The belly was opened, and the diaphragm, heart, lungs, trachea, and the digestive tract, were removed. Carcasses were manually split along the midline, from the hind to the fore using a splitting saw, the heads were removed, and the spinal cord excised. Carcasses were then trimmed, weighed and graded, before spray washing for approximately 10 s with cold potable water containing between 0.8 and 1.2 ppm chlorine (to remove bone dust and blood clots). Washed carcasses were chilled to between 2 and 4 jC overnight.” (Borch 1996)

D. Meat Processing System

The pork industry can be differentiated into three categories, slaughtering, meat cutting and further processing (Hyfoma 2009). During the slaughtering process, each hog is beheaded; split down the spine into two halves, and then each side is cut into three pieces, the fore-end, middle and hind leg. Each piece is cut further to separate unnecessary fat and organs, thereafter the distinction between fresh meat and processed meat is made (Hyfoma 2009). Fresh meat is the meat that has only been chilled or frozen upon its separation from the pig, whereas processed meat is meat that has been combined with additives and or that has lost the structural composition of fresh meat (Bridgend County Borough Council Directorate of Environmental and

Planning Services 2007). Approximately 70% of each carcass is sold as processed meat, generally in the form of bacon, ham, and sausage; the remainder: the shoulders, ribs, hocks and loin, are sold as fresh meat (Johnson and Geisler 2009). Fresh meat is refrigerated for distribution or is combined with other food.

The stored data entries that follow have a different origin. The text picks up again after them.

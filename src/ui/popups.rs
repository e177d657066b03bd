// Modal popups drawn over the create-house and dashboard screens

use ratatui::{
    Frame,
    layout::{Alignment, Constraint, Direction, Layout, Rect},
    style::{Color, Modifier, Style},
    text::{Line, Span},
    widgets::{Block, Borders, Clear, Paragraph, Wrap},
};

use crate::household::{AppState, ChoreId, DueLabel, InviteCode};
use crate::ui::components::{avatar, button, centered_rect, due_style};
use crate::ui::focus::NewChoreFocus;
use crate::ui::state::{CreateHouseForm, NewChoreForm};
use crate::ui::widgets::TextField;

/// Clear a centered area and draw a bordered modal frame, returning its inner area
fn modal(frame: &mut Frame, title: &str, width: u16, height: u16, accent: Color) -> Rect {
    let area = centered_rect(width, height, frame.area());
    frame.render_widget(Clear, area);

    let block = Block::default()
        .borders(Borders::ALL)
        .border_style(Style::default().fg(accent))
        .title(format!(" {title} "))
        .title_alignment(Alignment::Center)
        .style(Style::default().bg(Color::Black));
    let inner = block.inner(area);
    frame.render_widget(block, area);
    inner
}

fn key_hint(key: &'static str, color: Color) -> Span<'static> {
    Span::styled(key, Style::default().fg(color).add_modifier(Modifier::BOLD))
}

fn row(label: &'static str, value: String) -> Line<'static> {
    Line::from(vec![
        Span::styled(label, Style::default().fg(Color::Gray)),
        Span::styled(value, Style::default().fg(Color::White)),
    ])
}

pub fn render_summary(frame: &mut Frame, form: &CreateHouseForm) {
    let inner = modal(frame, "Confirm House", 50, 10, Color::Yellow);
    let name = form.validated_name().unwrap_or_default();

    let lines = vec![
        Line::from(""),
        row("House Name:  ", name),
        row("House Type:  ", form.kind.label().to_string()),
        row("Members:     ", form.members.get().to_string()),
        Line::from(""),
        Line::from(vec![
            key_hint("[Y]", Color::Green),
            Span::raw(" Create   "),
            key_hint("[E]", Color::Yellow),
            Span::raw(" Edit"),
        ]),
    ];
    frame.render_widget(Paragraph::new(lines).alignment(Alignment::Center), inner);
}

pub fn render_invite(frame: &mut Frame, form: &CreateHouseForm, code: &InviteCode) {
    let inner = modal(frame, "House Created", 50, 11, Color::Green);

    let copied = if form.copied {
        Span::styled("Copied!", Style::default().fg(Color::Green))
    } else {
        Span::raw("")
    };
    let lines = vec![
        Line::from(""),
        Line::from(Span::styled(
            "Share this code with your housemates",
            Style::default().fg(Color::Gray),
        )),
        Line::from(""),
        Line::from(Span::styled(
            code.to_string(),
            Style::default()
                .fg(Color::Cyan)
                .add_modifier(Modifier::BOLD),
        )),
        Line::from(copied),
        Line::from(""),
        Line::from(vec![
            key_hint("[C]", Color::Yellow),
            Span::raw(" Copy   "),
            key_hint("[S]", Color::Yellow),
            Span::raw(" Share   "),
            key_hint("[Enter]", Color::Green),
            Span::raw(" Continue"),
        ]),
    ];
    frame.render_widget(Paragraph::new(lines).alignment(Alignment::Center), inner);
}

pub fn render_chore_detail(frame: &mut Frame, app: &AppState, id: ChoreId) {
    let Some(chore) = app.chore(id) else {
        return;
    };
    let inner = modal(frame, "Chore Details", 56, 13, Color::Blue);

    let assignee = app
        .user(chore.assignee)
        .map(|u| vec![avatar(u), Span::raw(" "), Span::raw(u.name.clone())])
        .unwrap_or_else(|| vec![Span::raw("Unassigned")]);
    let status = if chore.is_done {
        Span::styled("Completed", Style::default().fg(Color::Green))
    } else {
        Span::styled("Pending", Style::default().fg(Color::Yellow))
    };

    let mut lines = vec![
        Line::from(Span::styled(
            chore.title.clone(),
            Style::default().add_modifier(Modifier::BOLD),
        )),
        Line::from(""),
    ];
    if !chore.description.is_empty() {
        lines.push(Line::from(Span::styled(
            chore.description.clone(),
            Style::default().fg(Color::Gray),
        )));
        lines.push(Line::from(""));
    }
    lines.push(Line::from(
        [vec![Span::styled("Assignee: ", Style::default().fg(Color::Gray))], assignee].concat(),
    ));
    lines.push(Line::from(vec![
        Span::styled("Due:      ", Style::default().fg(Color::Gray)),
        Span::styled(chore.due.label(), due_style(chore.due)),
    ]));
    lines.push(Line::from(vec![
        Span::styled("Status:   ", Style::default().fg(Color::Gray)),
        status,
    ]));
    lines.push(Line::from(""));
    lines.push(Line::from(vec![
        key_hint("[Space]", Color::Green),
        Span::raw(if chore.is_done {
            " Undo   "
        } else {
            " Mark Done   "
        }),
        key_hint("[Esc]", Color::Red),
        Span::raw(" Close"),
    ]));

    frame.render_widget(Paragraph::new(lines).wrap(Wrap { trim: true }), inner);
}

pub fn render_new_chore(frame: &mut Frame, app: &AppState, form: &NewChoreForm) {
    let inner = modal(frame, "New Chore", 60, 12, Color::Cyan);
    let rows = Layout::default()
        .direction(Direction::Vertical)
        .constraints([
            Constraint::Length(1), // Title
            Constraint::Length(1), // Description
            Constraint::Length(1),
            Constraint::Length(1), // Assignee
            Constraint::Length(1), // Due
            Constraint::Length(1),
            Constraint::Length(1), // Submit
            Constraint::Min(0),
        ])
        .split(inner);

    frame.render_widget(
        TextField::new("Title", &form.title)
            .placeholder("What needs doing?")
            .focused(form.focus == NewChoreFocus::Title),
        rows[0],
    );
    frame.render_widget(
        TextField::new("Description", &form.description)
            .placeholder("Optional details")
            .focused(form.focus == NewChoreFocus::Description),
        rows[1],
    );

    let label_style = |focused: bool| {
        if focused {
            Style::default().fg(Color::Yellow).add_modifier(Modifier::BOLD)
        } else {
            Style::default().fg(Color::Gray)
        }
    };

    let mut assignee = vec![Span::styled(
        "Assignee: ",
        label_style(form.focus == NewChoreFocus::Assignee),
    )];
    match app.members().get(form.assignee) {
        Some(user) => {
            assignee.push(Span::raw("◀ "));
            assignee.push(avatar(user));
            assignee.push(Span::raw(format!(" {} ▶", user.name)));
        }
        None => assignee.push(Span::raw("No members")),
    }
    frame.render_widget(Paragraph::new(Line::from(assignee)), rows[3]);

    let mut due = vec![Span::styled(
        "Due:      ",
        label_style(form.focus == NewChoreFocus::Due),
    )];
    for label in DueLabel::SELECTABLE {
        let style = if label == form.due_label() {
            Style::default().fg(Color::Black).bg(Color::Cyan)
        } else {
            Style::default().fg(Color::DarkGray)
        };
        due.push(Span::styled(format!(" {} ", label.label()), style));
        due.push(Span::raw(" "));
    }
    frame.render_widget(Paragraph::new(Line::from(due)), rows[4]);

    frame.render_widget(
        Paragraph::new(Line::from(vec![
            button("Add Chore", form.can_submit()),
            Span::raw("  "),
            key_hint("[Esc]", Color::Red),
            Span::raw(" Cancel"),
        ]))
        .alignment(Alignment::Center),
        rows[6],
    );
}

pub fn render_logout(frame: &mut Frame, app: &AppState) {
    let inner = modal(frame, "Logout", 50, 7, Color::Yellow);

    let who = app
        .current_user()
        .map(|u| format!("Sign out of {}?", u.name))
        .unwrap_or_else(|| "Sign out?".to_string());
    let lines = vec![
        Line::from(""),
        Line::from(Span::styled(who, Style::default().fg(Color::White))),
        Line::from(Span::styled(
            "You will return to the welcome pages.",
            Style::default().fg(Color::Gray),
        )),
        Line::from(""),
        Line::from(vec![
            key_hint("[Y]", Color::Green),
            Span::raw(" Logout   "),
            key_hint("[N]", Color::Red),
            Span::raw(" Cancel"),
        ]),
    ];
    frame.render_widget(Paragraph::new(lines).alignment(Alignment::Center), inner);
}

In addition to the primary purpose of processing, preservation, it is also used to engineer specific tastes and characteristics in meat. The most typical forms of taste-altering meat preservation are: fermentation, smoking, and curing. Structurally altered processed meat can be categorized as coarse-ground products and muscle products; the latter keeps the original tissues intact in the manufactured goods (Hyfoma 2009). Fermentation, seen in coarse-ground products such as sausage, lowers the pH of the processed meat below the tolerable levels for many pathogens. Fermentation is accomplished through the addition of specific harmless acid producing bacteria (Lotha, Rogers, et al. 2009). The meat smoking process, seen more commonly in muscle products (though also in some coarse-ground products) uses the chemicals found in wood smoke, namely formaldehyde and certain alcohols, to achieve a bacteriostatic effect. The smoke and heat also serve to dry the meat, further preventing the growth of harmful bacteria. The most common smoked products are hams and bacon bellies, however, artificial smoking, the process of coating the surfaces of the meat with the aforementioned chemicals without smoke, shortens the production time and enables almost any product to achieve a

“smoked” effect (Albert and Anderson 2009). Curing, the oldest food preservation technique, involves the addition of a pickling agent, generally a mixture of powerful ionic compounds such as Sodium Nitrate, Sodium Nitrite, and Sodium Chloride. The salt mixtures can be added by hand, as in dry curing, or the product can be submerged in a mixture, as in brine curing. Each form of curing requires two to four days of exposure per pound of meat product (Bolzon and

Bosco 2009). In commercial curing of cooked meat, multi-needle injectors are used to spread the additives throughout the meat, which is then spun and massaged in a refrigerated vacuum to ensure a standardized spread. Even at the commercial level, dry curing is required for particular products such as uncooked ham, bacon and Capicola or coppa, a cold cut similar to Prosciutto

(Hyfoma 2009).

Two characteristic-altering processing techniques widely used today are the emulsifying process and the grinding process. The emulsifying process, necessary for sausage, is the mixing of fat particles with water and proteins to form a uniform matrix that can be added to foods. The goal of grinding is to obtain a uniform chemical composition of meat. This can be seen in coarse- ground products such as smoked or dry sausage, as well as other products that have had their parts reduced in size to be restructured into different physical forms (Hyfoma 2009).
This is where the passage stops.